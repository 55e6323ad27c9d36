#![forbid(unsafe_code)]

//! `data-next-remove-item`: click removes a package from the cart.
//!
//! The package is the attribute value, or the package context (the usual
//! case inside a cart row).

use crate::cart_ops;
use nxt_attr::vocab;
use nxt_dom::EventKind;
use nxt_runtime::{Enhancer, EnhancerBase, EnhancerError, EnhancerModule, ResolveContext, ResolveError};

#[derive(Debug, Default)]
pub struct RemoveItemEnhancer {
    package_id: String,
}

impl Enhancer for RemoveItemEnhancer {
    fn name(&self) -> &'static str {
        "remove-item"
    }

    fn initialize(&mut self, base: &mut EnhancerBase) -> Result<(), EnhancerError> {
        self.package_id = crate::target_package(base, Some(vocab::REMOVE_ITEM))?;
        let stores = base.stores().clone();
        let id = self.package_id.clone();
        base.listen(EventKind::Click, move |_| cart_ops::remove_item(&stores, &id))?;
        Ok(())
    }
}

#[derive(Debug, Default)]
pub struct RemoveItemModule;

impl EnhancerModule for RemoveItemModule {
    fn name(&self) -> &'static str {
        "remove-item"
    }

    fn construct(&self, _: &ResolveContext<'_>) -> Result<Box<dyn Enhancer>, ResolveError> {
        Ok(Box::new(RemoveItemEnhancer::default()))
    }
}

> **What is required**: Line by line, transcribe the material above exactly.

> **Answer to the problem**:
repository 55e6323ad27c9d36
#![forbid(unsafe_code)]

//! `data-next-remove-item`: click removes a package from the cart.
//!
//! The package is the attribute value, or the package context (the usual
//! case inside a cart row).

use crate::cart_ops;
use nxt_attr::vocab;
use nxt_dom::EventKind;
use nxt_runtime::{Enhancer, EnhancerBase, EnhancerError, EnhancerModule, ResolveContext, ResolveError};

#[derive(Debug, Default)]
pub struct RemoveItemEnhancer {
    package_id: String,
}

impl Enhancer for RemoveItemEnhancer {
    fn name(&self) -> &'static str {
        "remove-item"
    }

    fn initialize(&mut self, base: &mut EnhancerBase) -> Result<(), EnhancerError> {
        self.package_id = crate::target_package(base, Some(vocab::REMOVE_ITEM))?;
        let stores = base.stores().clone();
        let id = self.package_id.clone();
        base.listen(EventKind::Click, move |_| cart_ops::remove_item(&stores, &id))?;
        Ok(())
    }
}

#[derive(Debug, Default)]
pub struct RemoveItemModule;

impl EnhancerModule for RemoveItemModule {
    fn name(&self) -> &'static str {
        "remove-item"
    }

    fn construct(&self, _: &ResolveContext<'_>) -> Result<Box<dyn Enhancer>, ResolveError> {
        Ok(Box::new(RemoveItemEnhancer::default()))
    }
}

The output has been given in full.